----- Data -----
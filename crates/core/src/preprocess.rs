use crate::error::PipelineError;
use image::imageops::FilterType;
use image::DynamicImage;
use providers::ImageTensor;
use std::path::Path;

pub const IMAGENET_MEAN: [f32; 3] = [0.485, 0.456, 0.406];
pub const IMAGENET_STD: [f32; 3] = [0.229, 0.224, 0.225];

/// Decodes an image file and prepares it for an extractor expecting `size`.
pub fn load_tensor(path: &Path, size: (u32, u32)) -> Result<ImageTensor, PipelineError> {
    if !path.is_file() {
        return Err(PipelineError::MissingImage(path.to_path_buf()));
    }
    let img = image::open(path).map_err(|e| PipelineError::EmbeddingExtraction {
        frame: path.display().to_string(),
        reason: format!("decode failed: {e}"),
    })?;
    to_tensor(&img, size).map_err(|e| PipelineError::EmbeddingExtraction {
        frame: path.display().to_string(),
        reason: e.to_string(),
    })
}

/// Resize to `size`, scale to [0, 1] and normalize each channel, CHW layout.
pub fn to_tensor(
    img: &DynamicImage,
    (width, height): (u32, u32),
) -> Result<ImageTensor, providers::ProviderError> {
    let rgb = img.resize_exact(width, height, FilterType::Triangle).to_rgb8();
    let plane = (width * height) as usize;
    let mut data = vec![0.0f32; ImageTensor::CHANNELS * plane];
    for (i, px) in rgb.as_raw().chunks_exact(3).enumerate() {
        for c in 0..ImageTensor::CHANNELS {
            let v = px[c] as f32 / 255.0;
            data[c * plane + i] = (v - IMAGENET_MEAN[c]) / IMAGENET_STD[c];
        }
    }
    ImageTensor::new(width, height, data)
}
-----
Problem description
Search the entries for the word "PipelineError". Copy every line where it occurs.

Answer below
use crate::error::PipelineError;
pub fn load_tensor(path: &Path, size: (u32, u32)) -> Result<ImageTensor, PipelineError> {
        return Err(PipelineError::MissingImage(path.to_path_buf()));
    let img = image::open(path).map_err(|e| PipelineError::EmbeddingExtraction {
    to_tensor(&img, size).map_err(|e| PipelineError::EmbeddingExtraction {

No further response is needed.